DIY Powerwall Blows Clouds, Competition Out Of The Water

Economists have this idea that we live in an efficient market, but it’s hard to fathom that when disposable vapes are equipped with rechargeable lithium cells. Still, just as market economists point out that if you leave a dollar on the sidewalk someone will pick it up, if you leave dollars worth of lithium batteries on the sidewalk, [Chris Doel] will pick them up and build a DIY home battery bank that we really hope won’t burn down his shop.

Testing salvaged batteries.

The Powerwall-like arrangement uses 500 batteries salvaged from disposable vapes. His personal quality control measure  while pulling the cells from the vapes was to skip any that had been discharged past 3 V. On the other hand, we’d be conservative too if we had to live with this thing, solid brick construction or not.
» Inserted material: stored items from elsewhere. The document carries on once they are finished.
//! Public handlers
//!
//! Unauthenticated endpoints: public pages and view recording.

use axum::{
    extract::{Path, State},
    Json,
};
use linkhub_service::dto::{PublicPageResponse, RecordViewRequest, SuccessResponse};
use linkhub_service::PublicService;
use tracing::debug;

use crate::extractors::{ClientInfo, JsonBody, UsernamePath};
use crate::response::{ApiError, ApiResult};
use crate::state::AppState;

/// Public page of a user
///
/// GET /api/public/{username}
pub async fn public_page(
    State(state): State<AppState>,
    Path(path): Path<UsernamePath>,
) -> ApiResult<Json<PublicPageResponse>> {
    let service = PublicService::new(state.service_context());
    let page = service.public_page(&path.username).await?;
    Ok(Json(page))
}

/// Record a page view
///
/// POST /api/views/{username}
///
/// The body is optional. A body that is not readable JSON is ignored and
/// the view is recorded from request headers alone.
pub async fn record_view(
    State(state): State<AppState>,
    Path(path): Path<UsernamePath>,
    ClientInfo(viewer): ClientInfo,
    body: Result<JsonBody<RecordViewRequest>, ApiError>,
) -> ApiResult<Json<SuccessResponse>> {
    let request = match body {
        Ok(JsonBody(request)) => request,
        Err(e) => {
            debug!(username = %path.username, error = %e, "Ignoring unreadable view body");
            RecordViewRequest::default()
        }
    };

    let service = PublicService::new(state.service_context());
    service.record_view(&path.username, request, viewer).await?;
    Ok(Json(SuccessResponse::ok()))
}
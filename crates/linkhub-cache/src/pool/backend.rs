//! Cache backend trait

use async_trait::async_trait;

use crate::error::CacheResult;

/// String key-value store with per-entry TTL
#[async_trait]
pub trait CacheBackend: Send + Sync + std::fmt::Debug {
    /// Get a raw value
    async fn get_raw(&self, key: &str) -> CacheResult<Option<String>>;

    /// Store a raw value that expires after `ttl_seconds`
    async fn set_raw(&self, key: &str, value: &str, ttl_seconds: u64) -> CacheResult<()>;

    /// Delete keys, returning how many existed
    async fn delete(&self, keys: &[String]) -> CacheResult<u64>;

    /// Round-trip to the store
    async fn ping(&self) -> CacheResult<()>;
}
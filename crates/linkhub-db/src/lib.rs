//! # linkhub-db
//!
//! Database layer implementing repository traits with PostgreSQL via SQLx.
//!
//! ## Overview
//!
//! - Connection pool management and startup migrations
//! - Database models with SQLx `FromRow` derives
//! - Model → entity mappers
//! - Repository implementations
//!
//! ## Usage
//!
//! ```rust,ignore
//! use linkhub_db::{create_pool, run_migrations, PgUserRepository, PoolConfig};
//!
//! async fn example(config: &linkhub_common::DatabaseConfig) -> Result<(), Box<dyn std::error::Error>> {
//!     let pool = create_pool(&PoolConfig::from(config)).await?;
//!     run_migrations(&pool).await?;
//!     let user_repo = PgUserRepository::new(pool);
//!     Ok(())
//! }
//! ```

pub mod mappers;
pub mod models;
pub mod pool;
pub mod repositories;

// Re-export commonly used types
pub use pool::{create_pool, run_migrations, PgPool, PoolConfig};
pub use repositories::{
    PgLinkRepository, PgStatsRepository, PgUserRepository, PgViewRepository,
};
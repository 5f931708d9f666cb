//! Typed entity identifiers
//!
//! Every entity is keyed by a random UUID (v4). Each entity gets its own
//! newtype so a `LinkId` can never be passed where a `UserId` is expected.
//! All ids serialize as plain strings.

use serde::{Deserialize, Serialize};
use std::fmt;
use std::str::FromStr;
use uuid::Uuid;

/// Error when parsing an id from a string
#[derive(Debug, Clone, Copy, PartialEq, Eq, thiserror::Error)]
pub enum IdParseError {
    #[error("invalid id format")]
    InvalidFormat,
}

macro_rules! entity_id {
    ($(#[$meta:meta])* $name:ident) => {
        $(#[$meta])*
        #[derive(Debug, Clone, Copy, PartialEq, Eq, PartialOrd, Ord, Hash, Serialize, Deserialize)]
        #[serde(transparent)]
        pub struct $name(Uuid);

        impl $name {
            /// Generate a fresh random id
            #[must_use]
            pub fn new() -> Self {
                Self(Uuid::new_v4())
            }

            /// Wrap an existing UUID
            #[inline]
            pub const fn from_uuid(id: Uuid) -> Self {
                Self(id)
            }

            /// Get the inner UUID
            #[inline]
            pub const fn into_inner(self) -> Uuid {
                self.0
            }
        }

        impl Default for $name {
            fn default() -> Self {
                Self::new()
            }
        }

        impl fmt::Display for $name {
            fn fmt(&self, f: &mut fmt::Formatter<'_>) -> fmt::Result {
                self.0.fmt(f)
            }
        }

        impl FromStr for $name {
            type Err = IdParseError;

            fn from_str(s: &str) -> Result<Self, Self::Err> {
                Uuid::parse_str(s)
                    .map(Self)
                    .map_err(|_| IdParseError::InvalidFormat)
            }
        }

        impl From<Uuid> for $name {
            fn from(id: Uuid) -> Self {
                Self(id)
            }
        }

        impl From<$name> for Uuid {
            fn from(id: $name) -> Self {
                id.0
            }
        }
    };
}

entity_id!(
    /// User account id
    UserId
);
entity_id!(
    /// Link id
    LinkId
);
entity_id!(
    /// Page view id
    ViewId
);

#[cfg(test)]
mod tests {
    use super::*;

    #[test]
    fn test_ids_are_unique() {
        assert_ne!(UserId::new(), UserId::new());
    }

    #[test]
    fn test_parse_roundtrip() {
        let id = LinkId::new();
        let parsed: LinkId = id.to_string().parse().unwrap();
        assert_eq!(id, parsed);
    }

    #[test]
    fn test_parse_invalid() {
        assert_eq!("not-a-uuid".parse::<UserId>(), Err(IdParseError::InvalidFormat));
        assert_eq!("".parse::<ViewId>(), Err(IdParseError::InvalidFormat));
    }

    #[test]
    fn test_serializes_as_string() {
        let uuid = Uuid::parse_str("67e55044-10b1-426f-9247-bb680e5fe0c8").unwrap();
        let id = UserId::from_uuid(uuid);
        let json = serde_json::to_string(&id).unwrap();
        assert_eq!(json, "\"67e55044-10b1-426f-9247-bb680e5fe0c8\"");

        let back: UserId = serde_json::from_str(&json).unwrap();
        assert_eq!(back, id);
    }
}
//! LinkHub API Server entry point
//!
//! Run with:
//! ```bash
//! cargo run -p linkhub-api
//! ```
//!
//! Configuration is loaded from environment variables or a `.env` file.

use linkhub_common::{try_init_tracing_with_config, AppConfig, TracingConfig};
use tracing::{error, info};

#[tokio::main]
async fn main() {
    // Load configuration first so the log format can follow APP_ENV
    let config = match AppConfig::from_env() {
        Ok(config) => config,
        Err(e) => {
            eprintln!("Failed to load configuration: {e}");
            std::process::exit(1);
        }
    };

    if let Err(e) = try_init_tracing_with_config(TracingConfig::for_environment(config.app.env)) {
        eprintln!("Warning: Failed to initialize tracing: {e}");
    }

    info!(
        env = ?config.app.env,
        address = %config.api.address(),
        cache_enabled = config.redis.is_some(),
        "Configuration loaded"
    );

    if let Err(e) = linkhub_api::run(config).await {
        error!(error = %e, "Server failed to start");
        std::process::exit(1);
    }
}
That quality control was accomplished by a clever hack in and of itself: he built a device to blow through the found vapes and see if they lit up. (That starts at 3:20 in the vid.) No light? Not enough voltage. Easy. Even if you’re not building a hoe powerbank, you might take note of that hack if you’re interested in harvesting other people’s deathsticks for lithium cells. The secret ingredient was the pump from a CPAP machine. Actually, it was the only ingredient.)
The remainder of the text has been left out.